Write only how many lines in this data include "lock".

Dataset entries
+++
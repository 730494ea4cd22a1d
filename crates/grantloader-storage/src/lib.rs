//! Repository and directory clients consumed by the reconciliation engine, plus the
//! watermark properties file that carries the incremental start bound between runs.

use std::collections::BTreeMap;
use std::path::{Path, PathBuf};
use std::time::Duration;

use anyhow::Context;
use async_trait::async_trait;
use grantloader_core::{EntityKind, IdentifierType, RepoId, Resource};
use reqwest::{Method, RequestBuilder, Response, StatusCode};
use serde::{Deserialize, Serialize};
use serde_json::{Map, Value as JsonValue};
use thiserror::Error;
use tokio::fs;
use tokio::io::AsyncWriteExt;
use tokio::sync::Mutex;
use tracing::{debug, info_span, Instrument};
use uuid::Uuid;

pub const CRATE_NAME: &str = "grantloader-storage";

/// Attributes stored as lists; lookups on them are membership tests.
const LIST_ATTRIBUTES: &[&str] = &["locatorIds", "coPis", "roles"];

#[derive(Debug, Error)]
pub enum RepositoryError {
    #[error("{kind} {id} not found")]
    NotFound { kind: EntityKind, id: RepoId },
    #[error("{kind} resource has no id; cannot update")]
    MissingId { kind: EntityKind },
    #[error("more than one {kind} has {attribute} = {value}")]
    Ambiguous {
        kind: EntityKind,
        attribute: String,
        value: String,
    },
    #[error("repository request failed: {0}")]
    Transport(#[from] reqwest::Error),
    #[error("http status {status} for {url}")]
    HttpStatus { status: u16, url: String },
    #[error("malformed repository payload: {0}")]
    Decode(String),
    #[error(transparent)]
    Serialization(#[from] serde_json::Error),
}

/// The four primitives the reconciler needs from the repository.
#[async_trait]
pub trait RepositoryClient: Send + Sync {
    async fn find_by_attribute(
        &self,
        kind: EntityKind,
        attribute: &str,
        value: &str,
    ) -> Result<Option<RepoId>, RepositoryError>;

    async fn read_resource(&self, id: &RepoId, kind: EntityKind) -> Result<Resource, RepositoryError>;

    async fn create_resource(&self, resource: &Resource) -> Result<RepoId, RepositoryError>;

    async fn update_resource(&self, resource: &Resource) -> Result<(), RepositoryError>;
}

#[derive(Debug, Clone, PartialEq, Eq)]
pub enum WriteOp {
    Create(EntityKind, RepoId),
    Update(EntityKind, RepoId),
}

#[derive(Debug, Default)]
struct MemoryState {
    resources: BTreeMap<RepoId, Resource>,
    writes: Vec<WriteOp>,
    lookups: usize,
}

/// Repository held in process memory. Records every write for inspection.
#[derive(Debug, Default)]
pub struct InMemoryRepository {
    state: Mutex<MemoryState>,
}

impl InMemoryRepository {
    pub fn new() -> Self {
        Self::default()
    }

    /// Stores `resource` directly, bypassing the write log. Returns its id.
    pub async fn seed(&self, mut resource: Resource) -> RepoId {
        let id = resource
            .id()
            .cloned()
            .unwrap_or_else(|| RepoId::new(Uuid::new_v4().to_string()));
        resource.set_id(id.clone());
        self.state.lock().await.resources.insert(id.clone(), resource);
        id
    }

    pub async fn get(&self, id: &RepoId) -> Option<Resource> {
        self.state.lock().await.resources.get(id).cloned()
    }

    pub async fn resources_of(&self, kind: EntityKind) -> Vec<Resource> {
        self.state
            .lock()
            .await
            .resources
            .values()
            .filter(|r| r.kind() == kind)
            .cloned()
            .collect()
    }

    pub async fn writes(&self) -> Vec<WriteOp> {
        self.state.lock().await.writes.clone()
    }

    pub async fn lookup_count(&self) -> usize {
        self.state.lock().await.lookups
    }

    pub async fn clear_log(&self) {
        let mut state = self.state.lock().await;
        state.writes.clear();
        state.lookups = 0;
    }
}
+++
Exercise result: 6